Perubahan ini, termasuk kewenangan untuk melakukan penyadapan dan intelijen, menurutnya sudah cukup luas.
Jika kewenangan kejaksaan diperluas lagi melalui RUU KUHAP, hal ini akan semakin mengacaukan sistem peradilan pidana.
Nyoman menegaskan bahwa sistem peradilan pidana di Indonesia adalah sistem yang terpadu. Setiap lembaga penegak hukum memiliki kewenangan masing-masing yang sudah diatur dalam undang-undang.
Mulai dari kepolisian yang diatur dalam UU Nomor 2 Tahun 2002, sedangkan untuk kejaksaan diatur dalam UU Nomor 16 Tahun 2004 sebagaimana diubah dengan UU Nomor 11 Tahun 2021, hingga pengadilan yang diatur dalam UU Nomor 48 Tahun 2009 tentang Kekuasaan Kehakiman.

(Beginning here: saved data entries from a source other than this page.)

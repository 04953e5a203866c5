//! View-model handed to the presentation layer. Nothing here knows how it is drawn.

use shared::{domain::Profile, error::FetchFailure};

use crate::browser::ExitTicket;

#[derive(Debug, Clone, PartialEq, Eq)]
pub struct Screen {
    pub view: View,
    pub loading: bool,
    pub decisions_enabled: bool,
    pub liked_count: usize,
    /// Set while the current card is leaving the screen.
    pub exiting: Option<ExitTicket>,
}

impl Screen {
    /// The follow-up action offered by terminal and error views.
    pub fn action(&self) -> Option<ViewAction> {
        match &self.view {
            View::Terminal(_) => Some(ViewAction::LoadMore),
            View::Error(_) => Some(ViewAction::Retry),
            View::Blank | View::Card(_) => None,
        }
    }
}

#[derive(Debug, Clone, PartialEq, Eq)]
pub enum View {
    /// Nothing loaded yet, or a fetch is in flight.
    Blank,
    Card(CardView),
    Terminal(TerminalView),
    Error(ErrorView),
}

#[derive(Debug, Clone, PartialEq, Eq)]
pub struct CardView {
    pub profile_id: String,
    pub name: String,
    pub age: u32,
    pub location: String,
    pub image_url: String,
    pub position: usize,
    pub batch_len: usize,
}

impl CardView {
    pub fn from_profile(profile: &Profile, position: usize, batch_len: usize) -> Self {
        Self {
            profile_id: profile.id.to_string(),
            name: profile.display_name(),
            age: profile.age,
            location: profile.location(),
            image_url: profile.image_url.clone(),
            position,
            batch_len,
        }
    }

    pub fn subtitle(&self) -> String {
        format!("{} • {}", self.age, self.location)
    }
}

#[derive(Debug, Clone, PartialEq, Eq)]
pub struct TerminalView {
    pub liked_count: usize,
}

impl TerminalView {
    pub fn headline(&self) -> &'static str {
        "No more profiles to show!"
    }

    pub fn summary(&self) -> String {
        format!("You've liked {} profile(s)", self.liked_count)
    }
}

#[derive(Debug, Clone, PartialEq, Eq)]
pub struct ErrorView {
    pub message: String,
    pub detail: String,
}

impl ErrorView {
    pub fn from_failure(failure: &FetchFailure) -> Self {
        Self {
            message: "Failed to load profiles. Please check your internet connection or try again later."
                .to_string(),
            detail: failure.message.clone(),
        }
    }
}

#[derive(Debug, Clone, Copy, PartialEq, Eq)]
pub enum ViewAction {
    LoadMore,
    Retry,
}

impl ViewAction {
    pub fn label(self) -> &'static str {
        match self {
            ViewAction::LoadMore => "Load More Profiles",
            ViewAction::Retry => "Retry",
        }
    }
}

"Penegakan hukum kita sudah jelas, namun jika jaksa diberikan kewenangan lebih luas, termasuk mengintervensi tahapan penyelidikan dan penyidikan yang menjadi kewenangan Polri, maka ini akan menimbulkan conflict of interest," tandasnya.
Nyoman juga mempertanyakan apakah RUU KUHAP ini merupakan perubahan dari UU Nomor 8 Tahun 1981 atau rancangan untuk menggantikan undang-undang tersebut secara keseluruhan.
"Jika ini belum jelas, maka perlu kehati-hatian. Jangan sampai perubahan ini merusak sistem yang sudah ada," pesan Nyoman.
Prof I Nyoman juga mengingatkan bahwa meskipun RUU KUHAP ini masih dalam tahap pembahasan. Namun perlu adanya masukan dari akademisi, praktisi hukum, dan pengamat hukum yang harus didengar dan diakomodasi oleh DPR RI.
"RUU ini harus dibahas lebih hati-hati. Jangan sampai adanya perubahan justru merusak sistem peradilan pidana terpadu yang selama ini kita anut," pungkasnya.